Bible study is essential part of the Christian experience. I have done it for many years and have come to many conclusions 'outside' of anyone's curricula. But I still believe God is who He says He is. What did you believe about the person of God/Jesus?

I believed that God was the Father of Jesus and the Creator of all things. I believed that God had a personal relationship with each and every part of his creation, and being omniscient and omnipresent, was able to commune regularly with each and every individual on the planet if he so chose simultaneously. I believed he was God, so he could do anything. However, without even questioning the logic of this, I often assumed he would be on my side of any issue, unless I was given evidence otherwise, which was also, often. So over time I observed that what I would want and what I would get were two different things. I'd desire to have my prayers fulfilled but they'd either be ignored or answered in the negative by events that occurred around me. So I became the butt of God's jokes, and I felt I was little more than a victim of his sick sense of humor.

I believed that Jesus died for the sins of all mankind and resided in a special place in my heart and was there for me whenever I needed a shoulder to lean on or an ear to bend. Prayer was like calling up your best friend on a cellphone. This was before there were things like cellphones. I wouldn't have to talk out loud. I could just think and he'd hear my thoughts. Listen to whatever my problem was and say he'd look into it. While God towards the end grew more and more vindictive, Jesus was always my arbiter. I saw these two as both the same guy and separate entities, and it wasn't until later, over time, that the sheer absurdity of that occurred to me. As for The Holy Spirit, after my dabbling in mystic stuff in my youth, I'd decided the Holy Spirit a gift that I returned like a pair of socks. Speaking in tongues can be really scary if you actually believe in it.

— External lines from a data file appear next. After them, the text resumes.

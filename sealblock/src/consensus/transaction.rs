use crate::{node::NodeId, time};
use serde::{Deserialize, Serialize};
use std::{error::Error as StdError, fmt::Debug, time::SystemTime};

/// A `Transaction` is something that can be digested into a `TxSeal`.
///
/// ```
/// use sealblock::consensus::Transaction;
/// use std::convert::Infallible;
///
/// #[derive(Debug, Clone)]
/// struct Memo(String);
///
/// impl Transaction for Memo {
///     type DigestData = Vec<u8>;
///     type Error = Infallible;
///     fn digest_data(&self) -> Result<Self::DigestData, Self::Error> {
///         Ok(self.0.as_bytes().to_vec())
///     }
/// }
///
/// assert_eq!(Memo("hi".to_string()).digest_data().unwrap(), b"hi");
/// ```
pub trait Transaction: Debug + Clone + Send + Sync {
    /// The type for representing the digestible data.
    type DigestData: AsRef<[u8]>;

    /// The type of error that can occur while creating the digestible data.
    type Error: StdError + Send + Sync + 'static;

    /// Create the canonical bytes this transaction is digested from.
    fn digest_data(&self) -> Result<Self::DigestData, Self::Error>;
}

/// The canonical `Transaction`: a call of a `function` with `args` issued by a peer.
#[derive(Debug, Clone, PartialEq, Eq, Hash, Serialize, Deserialize)]
#[serde(rename_all = "PascalCase")]
pub struct DefaultTransaction {
    /// Identifier chosen by the issuer.
    pub id: String,
    /// The node that received the transaction from a client.
    pub peer_id: NodeId,
    /// The time the transaction was issued.
    pub time_stamp: SystemTime,
    /// The function to call.
    pub function: String,
    /// Arguments of the function call.
    pub args: Vec<String>,
}

impl DefaultTransaction {
    /// Create a new transaction issued now.
    #[must_use]
    pub fn new(
        id: impl Into<String>,
        peer_id: NodeId,
        function: impl Into<String>,
        args: Vec<String>,
    ) -> Self {
        Self {
            id: id.into(),
            peer_id,
            time_stamp: SystemTime::now(),
            function: function.into(),
            args,
        }
    }
}

impl Default for DefaultTransaction {
    fn default() -> Self {
        Self {
            id: String::new(),
            peer_id: NodeId::default(),
            time_stamp: SystemTime::UNIX_EPOCH,
            function: String::new(),
            args: Vec::new(),
        }
    }
}

impl Transaction for DefaultTransaction {
    type DigestData = Vec<u8>;
    type Error = postcard::Error;

    fn digest_data(&self) -> Result<Self::DigestData, Self::Error> {
        let time_stamp = time::system_time_to_bytes(self.time_stamp);
        postcard::to_stdvec(&(
            &self.id,
            &self.peer_id,
            time_stamp.as_ref(),
            &self.function,
            &self.args,
        ))
    }
}
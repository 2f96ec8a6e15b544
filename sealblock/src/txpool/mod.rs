//! Leader-gated routing of pooled transactions.
//!
//! Every node pools the transactions it receives. The leader seals them into blocks,
//! all other nodes forward them to the leader.

mod message;
mod pool;
mod queue;
mod router;

pub use message::SendTransactionsToLeader;
pub use pool::{TransactionPool, DEFAULT_COMMITTED_CAPACITY};
pub use queue::Queue;
pub use router::{BlockProposer, Routing, TransactionRouter, TransactionSender};

use crate::{leader::Leader, node::NodeId, BoxError};

/// Identifies messages carrying transactions forwarded to the leader.
pub const SEND_TRANSACTIONS_TO_LEADER_PROTOCOL: &str = "SendTransactionsToLeaderProtocol";

/// Check whether the node `node_id` is the `leader`.
///
/// ```
/// use sealblock::{leader::Leader, node::NodeId, txpool::is_leader};
///
/// let leader = Leader::new(NodeId::from("a"));
/// assert!(is_leader(&NodeId::from("a"), &leader));
/// assert!(!is_leader(&NodeId::from("b"), &leader));
/// ```
#[must_use]
pub fn is_leader(node_id: &NodeId, leader: &Leader) -> bool {
    *node_id == leader.id
}

/// Collect the `transactions` matching `predicate`, keeping their order.
///
/// ```
/// use sealblock::txpool::filter;
///
/// let odd = filter(&[1, 2, 3, 4, 5], |n| n % 2 == 1);
/// assert_eq!(odd, [1, 3, 5]);
/// ```
pub fn filter<T>(transactions: &[T], predicate: impl Fn(&T) -> bool) -> Vec<T>
where
    T: Clone,
{
    transactions
        .iter()
        .filter(|transaction| predicate(transaction))
        .cloned()
        .collect()
}

/// Queries the transactions that are not part of a block yet.
pub trait TxpoolQueryService<T> {
    /// Get all uncommitted transactions in the order they were received.
    fn find_uncommitted_transactions(&self) -> Result<Vec<T>, BoxError>;
}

Many years later I realized how magic - all magic - doesn't exist. You can't pick and choose. You can't say well there's no such thing as unicorns but some ghosts might be real. You can't dismiss fairies but accept angels. If magic functioned in this universe, subatomic particles would be unnecessary. Everything would be made by mystic energy. Alchemy would have worked. It's all or nothing. Science or Magic. You can't have a reality in which both co-exist.

So when someone feels they've experienced magical events, there is ALWAYS a more rational explanation. I had to face the fact that every time I thought I was communing with ghosts or angels or "guides" or fighting demons on others' behalf, I was really talking to myself. That's sobering. It's a form of insanity, and it's disturbing to me now realizing just how many people walking around every day are as guilty of that as I was. We're talking billions of people worldwide who believe this stuff is real without any actual evidence. They believe because it's what they feel.

The other day I was at a restaurant and witnessed four people quietly hold hands and bow their heads and it made my skin crawl. I used to do that. It's very subtle, but when you see that there's literally nothing to that. That it's just people fooling themselves into believing something that's not real, that's sobering. Leaders of the free world talk to air & think they're communing with the creator of all things. People who operate heavy machinery from cars to airplanes honestly think a god is their copilot. It boggles the mind.

I used to believe all that too. Frankly I'm surprised mankind hasn't metaphorically driven itself off a cliff by now.